Other recent films have taken the same tack.  The quite excellent Dawn of the Dead remake puts no effort whatsoever into identifying a cause.  Neither does the admitted parody Sean of the Dead, other than getting in a brief dig at 28 Days Later and it's "bull-" explanation (one might argue that two people who just spent months writing a self-described "love letter" to a director who initially blamed zombies on space rays from Venus might be more forgiving, but...).  Millman's problem, to the extent it exists, is buried in execution, not concept.

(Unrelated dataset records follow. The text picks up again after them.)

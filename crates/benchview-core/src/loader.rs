// Dweve Benchview - Benchmark Analysis & Reporting
//
// Copyright (c) 2025 Dweve IP B.V. and individual contributors.
//
// SPDX-License-Identifier: Apache-2.0
//
// Licensed under the Apache License, Version 2.0 (the "License");
// you may not use this file except in compliance with the License.
// You may obtain a copy of the License in the LICENSE file at the
// root of this repository or at: http://www.apache.org/licenses/LICENSE-2.0
//
// Unless required by applicable law or agreed to in writing, software
// distributed under the License is distributed on an "AS IS" BASIS,
// WITHOUT WARRANTIES OR CONDITIONS OF ANY KIND, either express or implied.
// See the License for the specific language governing permissions and
// limitations under the License.

//! Result-file discovery and tolerant JSON loading.
//!
//! The loader enumerates files in one directory whose names match a glob
//! pattern, parses each as a result document, and groups the validated
//! batches by environment label. Per-file failures of any kind (unreadable,
//! truncated, structurally invalid, or containing a malformed record) are
//! recorded as skip diagnostics and never abort the run. A malformed record
//! drops its whole file's contribution, so a file either contributes all of
//! its records or none of them.
//!
//! # Input format
//!
//! Each file is a JSON document:
//!
//! ```json
//! {
//!   "environment": "node.js",
//!   "test_results": {
//!     "iteration_1": [
//!       { "depth": 1, "executionTime": 10.0, "memoryUsage": 5.0 }
//!     ]
//!   }
//! }
//! ```
//!
//! `environment` is optional and defaults to `"default"`. `test_results`
//! may be an object mapping group names to record arrays, or an array of
//! record arrays. Fields beyond the required three are ignored; the
//! benchmark runner emits `result`, `test_count`, and `depth_count`
//! alongside them.

use crate::error::{ReportError, Result};
use crate::model::{RawResults, ResultBatch, TestRecord};
use glob::Pattern;
use serde::Deserialize;
use serde_json::Number;
use std::collections::BTreeMap;
use std::fs;
use std::path::{Path, PathBuf};
use walkdir::WalkDir;

/// Environment label assigned to documents that carry none.
pub const DEFAULT_ENVIRONMENT: &str = "default";

/// File-name pattern the benchmark runner uses for its output.
pub const DEFAULT_PATTERN: &str = "test_results_*.json";

/// A result document after parsing and record validation.
#[derive(Debug, Clone, PartialEq)]
pub struct ParsedDocument {
    /// Environment label, defaulted when absent from the source file.
    pub environment: String,
    /// One batch per `test_results` group, in group order.
    pub batches: Vec<ResultBatch>,
}

/// One skipped input file and the reason it was dropped.
#[derive(Debug, Clone, PartialEq)]
pub struct SkippedFile {
    /// The offending file.
    pub path: PathBuf,
    /// Why its contribution was dropped.
    pub error: ReportError,
}

/// The loader's output: raw grouped batches plus skip diagnostics.
///
/// Skips are surfaced as data rather than only printed, so the caller can
/// fold them into the run summary and exit-code decision.
#[derive(Debug, Clone, Default)]
pub struct LoadOutcome {
    /// Environment label → batches, in observation order within each label.
    pub results: RawResults,
    /// Files whose contribution was dropped, in discovery order.
    pub skipped: Vec<SkippedFile>,
    /// Number of files that contributed successfully.
    pub loaded: usize,
}

// Wire shape of a result document. Required fields are Options so a missing
// one surfaces as a typed MissingField error with record context instead of
// a bare serde message; unknown fields are ignored.
#[derive(Debug, Deserialize)]
struct RawDocument {
    environment: Option<String>,
    test_results: Option<RawGroups>,
}

#[derive(Debug, Deserialize)]
#[serde(untagged)]
enum RawGroups {
    Grouped(BTreeMap<String, Vec<RawRecord>>),
    Flat(Vec<Vec<RawRecord>>),
}

#[derive(Debug, Deserialize)]
struct RawRecord {
    depth: Option<Number>,
    #[serde(rename = "executionTime")]
    execution_time: Option<f64>,
    #[serde(rename = "memoryUsage")]
    memory_usage: Option<f64>,
}

/// Enumerates regular files directly under `dir` whose file name matches
/// the glob `pattern`, sorted by path for a reproducible load order.
///
/// # Errors
///
/// [`ReportError::Pattern`] if the pattern does not parse, and
/// [`ReportError::FileAccess`] if `dir` itself cannot be enumerated.
pub fn discover_result_files(dir: &Path, pattern: &str) -> Result<Vec<PathBuf>> {
    let matcher = Pattern::new(pattern).map_err(|e| ReportError::Pattern {
        pattern: pattern.to_string(),
        message: e.to_string(),
    })?;

    let mut files = Vec::new();
    for entry in WalkDir::new(dir).max_depth(1) {
        let entry = entry.map_err(|e| ReportError::FileAccess {
            path: dir.to_path_buf(),
            message: e.to_string(),
        })?;
        if !entry.file_type().is_file() {
            continue;
        }
        let matches = entry
            .file_name()
            .to_str()
            .is_some_and(|name| matcher.matches(name));
        if matches {
            files.push(entry.into_path());
        }
    }
    files.sort();
    Ok(files)
}

/// Parses one result document and validates every record.
///
/// Pure with respect to the filesystem; `path` is only used for error
/// context. A single malformed record fails the whole document.
///
/// # Errors
///
/// [`ReportError::Parse`] for invalid JSON or a document that is not
/// result-shaped, [`ReportError::MissingField`] / [`ReportError::InvalidField`]
/// for malformed records.
pub fn parse_document(path: &Path, content: &str) -> Result<ParsedDocument> {
    let raw: RawDocument =
        serde_json::from_str(content).map_err(|e| ReportError::parse(path, e.to_string()))?;

    let environment = raw
        .environment
        .unwrap_or_else(|| DEFAULT_ENVIRONMENT.to_string());

    let mut batches = Vec::new();
    match &raw.test_results {
        // A document without test_results contributes nothing but is not
        // an error; the runner can emit metadata-only files.
        None => {}
        Some(RawGroups::Grouped(groups)) => {
            for (name, records) in groups {
                batches.push(validate_group(path, name, records)?);
            }
        }
        Some(RawGroups::Flat(groups)) => {
            for (index, records) in groups.iter().enumerate() {
                batches.push(validate_group(path, &index.to_string(), records)?);
            }
        }
    }

    Ok(ParsedDocument {
        environment,
        batches,
    })
}

fn validate_group(path: &Path, group: &str, records: &[RawRecord]) -> Result<ResultBatch> {
    records
        .iter()
        .enumerate()
        .map(|(index, record)| validate_record(path, group, index, record))
        .collect()
}

fn validate_record(
    path: &Path,
    group: &str,
    index: usize,
    raw: &RawRecord,
) -> Result<TestRecord> {
    let depth_value = raw
        .depth
        .as_ref()
        .ok_or_else(|| ReportError::missing_field(path, group, index, "depth"))?;
    let depth = depth_value
        .as_u64()
        .and_then(|d| u32::try_from(d).ok())
        .ok_or_else(|| {
            ReportError::invalid_field(path, group, index, "depth", depth_value.to_string())
        })?;

    let execution_time_ms = raw
        .execution_time
        .ok_or_else(|| ReportError::missing_field(path, group, index, "executionTime"))?;
    if !execution_time_ms.is_finite() {
        return Err(ReportError::invalid_field(
            path,
            group,
            index,
            "executionTime",
            execution_time_ms.to_string(),
        ));
    }

    let memory_usage_mb = raw
        .memory_usage
        .ok_or_else(|| ReportError::missing_field(path, group, index, "memoryUsage"))?;
    if !memory_usage_mb.is_finite() {
        return Err(ReportError::invalid_field(
            path,
            group,
            index,
            "memoryUsage",
            memory_usage_mb.to_string(),
        ));
    }

    Ok(TestRecord {
        depth,
        execution_time_ms,
        memory_usage_mb,
    })
}

fn load_file(path: &Path) -> Result<ParsedDocument> {
    let content = fs::read_to_string(path).map_err(|e| ReportError::file_access(path, e))?;
    parse_document(path, &content)
}

/// Loads every matching file under `dir`, skipping and recording the ones
/// that fail.
///
/// # Errors
///
/// Only for conditions that precede per-file processing: an invalid
/// `pattern` or an unenumerable `dir`. Per-file failures land in
/// [`LoadOutcome::skipped`].
pub fn load_results(dir: &Path, pattern: &str) -> Result<LoadOutcome> {
    let files = discover_result_files(dir, pattern)?;
    let mut outcome = LoadOutcome::default();

    for path in files {
        match load_file(&path) {
            Ok(document) => {
                outcome.loaded += 1;
                outcome
                    .results
                    .entry(document.environment)
                    .or_default()
                    .extend(document.batches);
            }
            Err(error) => outcome.skipped.push(SkippedFile { path, error }),
        }
    }

    Ok(outcome)
}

And all of that is before we return to the second aspect of the zombie film; the idea that the "other" is coming for you, and that you will be "other" sooner or later too.  Unlike the first aspect, this is not about literal death so much as the loss of self, which is an important distinction because it means the ur-text here is not a ghost story, but Invasion of the Body Snatchers.  Much ink has been spilled over that film's apparent political commentary (which seems abundantly clear, but which was always denied by the director and the author of the novel upon which it was based), but what's interesting for our purposes is the consideration of what exactly the film is implying about Communism.  Is it suggesting that those people who seem the same as everyone else but are actually dirty Commies are willing converts, or simply brainwashed?

People have made both cases, but I tend to favour the former.  The process by which the aliens themselves work is after all not brainwashing, but replacement, and the paranoid idea that these people are all around us and we can't tell lends itself more to the idea that we're surrounded by spies, rather than people snatched from their homes and re-wired, a process which would require an awful lot of willing enemy agents in the first place.

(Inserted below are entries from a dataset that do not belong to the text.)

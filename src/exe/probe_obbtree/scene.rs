use glam::{Mat3, Quat, Vec3};
use rand::{Rng, SeedableRng};
use rand::rngs::StdRng;
use containers_obbtree::ObbTree;
use math_obbtree::OBB;
use crate::config::{ProbeConfig, ProbeError};

pub type ProbeTree = ObbTree<4>;

pub struct Scene
{
    pub boxes: Vec<OBB>,
    pub clouds: Vec<Vec<Vec3>>,
    pub queries: Vec<OBB>,
}
impl Scene
{
    #[must_use]
    pub fn generate(config: &ProbeConfig) -> Self
    {
        let mut rng = StdRng::seed_from_u64(config.seed);

        let mut boxes = Vec::with_capacity(config.element_count);
        let mut clouds = Vec::with_capacity(config.element_count);
        for _ in 0..config.element_count
        {
            let center = random_point(&mut rng, config.scatter_extent);
            let rotation = random_rotation(&mut rng);
            let half = config.element_size / 2.0;
            let cloud: Vec<Vec3> = (0..config.points_per_element)
                .map(|_| center + rotation * Vec3::new(
                    rng.random_range(-half..=half),
                    rng.random_range(-half..=half) * 0.5,
                    rng.random_range(-half..=half) * 0.25))
                .collect();

            boxes.push(OBB::from_points(&cloud, config.inflation_radius).unwrap_or_else(||
                OBB::new(center, Vec3::splat(half), rotation)));
            clouds.push(cloud);
        }

        let queries = (0..config.query_count)
            .map(|_|
            {
                let half = Vec3::new(
                    rng.random_range(0.1..=1.0),
                    rng.random_range(0.1..=1.0),
                    rng.random_range(0.1..=1.0)) * (config.query_size / 2.0);
                OBB::new(random_point(&mut rng, config.scatter_extent), half, random_rotation(&mut rng))
            })
            .collect();

        Self { boxes, clouds, queries }
    }
}

fn random_point(rng: &mut StdRng, extent: f32) -> Vec3
{
    if extent <= 0.0
    {
        return Vec3::ZERO;
    }
    Vec3::new(
        rng.random_range(-extent..=extent),
        rng.random_range(-extent..=extent),
        rng.random_range(-extent..=extent))
}

fn random_rotation(rng: &mut StdRng) -> Mat3
{
    let axis = Vec3::new(rng.random_range(-1.0..=1.0), rng.random_range(-1.0..=1.0), rng.random_range(-1.0..=1.0))
        .normalize_or(Vec3::Z);
    Mat3::from_quat(Quat::from_axis_angle(axis, rng.random_range(0.0..std::f32::consts::TAU)))
}

/// Members of every leaf overlapping `query`, found by testing each leaf directly.
#[must_use]
pub fn brute_force_hits(tree: &ProbeTree, query: &OBB) -> Vec<u32>
{
    let mut hits: Vec<u32> = tree.nodes().iter()
        .filter(|n| n.is_leaf() && n.obb.overlaps(query))
        .flat_map(|n| n.members().iter().copied())
        .collect();
    hits.sort_unstable();
    hits
}

/// Run every query against the tree and check it against a brute-force scan.
/// Every candidate's leaf must overlap the query, and any element with a point inside the query box must be a candidate.
pub fn check_queries(tree: &ProbeTree, scene: &Scene) -> Result<QueryStats, ProbeError>
{
    let mut stats = QueryStats::default();
    let mut hits = Vec::new();
    for (q, query) in scene.queries.iter().enumerate()
    {
        hits.clear();
        stats.overlap_tests += tree.query(&mut hits, query) as u64;
        stats.hits += hits.len() as u64;
        hits.sort_unstable();

        let leaf_hits = brute_force_hits(tree, query);
        if let Some(element) = hits.iter().find(|h| leaf_hits.binary_search(h).is_err())
        {
            return Err(ProbeError::UnexpectedHit { query: q, element: *element });
        }
        if let Some(pair) = hits.windows(2).find(|w| w[0] == w[1])
        {
            return Err(ProbeError::DuplicateHit { query: q, element: pair[0] });
        }

        for (element, cloud) in scene.clouds.iter().enumerate()
        {
            if cloud.iter().any(|p| query.contains_point(*p, 0.0))
            {
                stats.true_hits += 1;
                if hits.binary_search(&(element as u32)).is_err()
                {
                    return Err(ProbeError::MissedElement { query: q, element: element as u32 });
                }
            }
        }
    }
    stats.queries = scene.queries.len() as u64;
    Ok(stats)
}

#[derive(Debug, Default, Clone, Copy)]
pub struct QueryStats
{
    pub queries: u64,
    pub overlap_tests: u64,
    pub hits: u64,
    pub true_hits: u64,
}
impl QueryStats
{
    #[must_use]
    pub fn per_query(self, total: u64) -> f64
    {
        match self.queries
        {
            0 => 0.0,
            n => total as f64 / n as f64,
        }
    }
}

#[cfg(test)]
mod tests
{
    use super::*;

    fn small_config() -> ProbeConfig
    {
        ProbeConfig
        {
            element_count: 300,
            query_count: 40,
            scatter_extent: 20.0,
            ..Default::default()
        }
    }

    #[test]
    fn deterministic()
    {
        let a = Scene::generate(&small_config());
        let b = Scene::generate(&small_config());
        assert_eq!(a.boxes, b.boxes);
        assert_eq!(a.queries, b.queries);
        assert_eq!(a.clouds.len(), 300);
        assert!(a.clouds.iter().all(|c| c.len() == 8));
    }

    #[test]
    fn queries_agree()
    {
        let config = small_config();
        let scene = Scene::generate(&config);
        let mut tree = ProbeTree::new();
        tree.build_with(&scene.boxes, &scene.clouds, config.inflation_radius, &config.build).unwrap();

        let stats = check_queries(&tree, &scene).unwrap();
        assert_eq!(stats.queries, 40);
        assert!(stats.hits >= stats.true_hits);
        assert!(stats.overlap_tests <= 40 * tree.node_count() as u64);
    }
}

Mainly, though, I think the first option makes the most sense because the second; the idea that Communists somehow have the capacity to brainwash their enemies into becoming like them (a trope that began as early as the final days of the Korean War and still existed at least as late as 2000, with Red Alert 2 containing special Red Army units that could seize the minds of American troops and force them to attack their countrymen) is a far better fit when applied to the zombie film.  It's not just that the zombie is a reminder of one's mortality.  It's something worse than that; it's the idea that the removal of one's self does not necessarily mean your body will stop walking, or that those you love can process their loss and move on.  There's also the mirror of this of course, which is the fear that your loved ones will not just die, but transformed into active agents against you.  It is one thing to be forever reminded of your wife's death.  It is quite another to have her trying to rip your throat out.

In short, then, there is much more going on here than Millman credits, and his main objection is based on a flawed understanding of the genre as a whole.  His secondary complaint, namely that we over-identify with the survivors in these films and therefore fail to focus sufficiently on the violent, crawling death that surrounds them, seems pretty shaky as well, but I've gone on enough for one post, so I'll leave that one unexplored for now.